Assignment: Reproduce all the entries precisely.
■ ■ ■
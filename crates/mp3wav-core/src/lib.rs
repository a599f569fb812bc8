//! mp3wav-core: shared errors, configuration, and conversion request types.
//!
//! This crate is the foundational dependency for the other mp3wav crates.

pub mod config;
pub mod error;
pub mod request;

// Re-export the most commonly used items at the crate root.
pub use config::Config;
pub use error::{Error, ErrorKind, Result};
pub use request::{
    ConversionFailure, ConversionReport, ConversionRequest, ConversionResult, InputSpec,
    OutputSpec, OutputTarget,
};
■ ■ ■
Reply to the task:
filename crates/mp3wav-core/src/lib.rs
repository a599f569fb812bc8
//! mp3wav-core: shared errors, configuration, and conversion request types.
//!
//! This crate is the foundational dependency for the other mp3wav crates.

pub mod config;
pub mod error;
pub mod request;

// Re-export the most commonly used items at the crate root.
pub use config::Config;
pub use error::{Error, ErrorKind, Result};
pub use request::{
    ConversionFailure, ConversionReport, ConversionRequest, ConversionResult, InputSpec,
    OutputSpec, OutputTarget,
};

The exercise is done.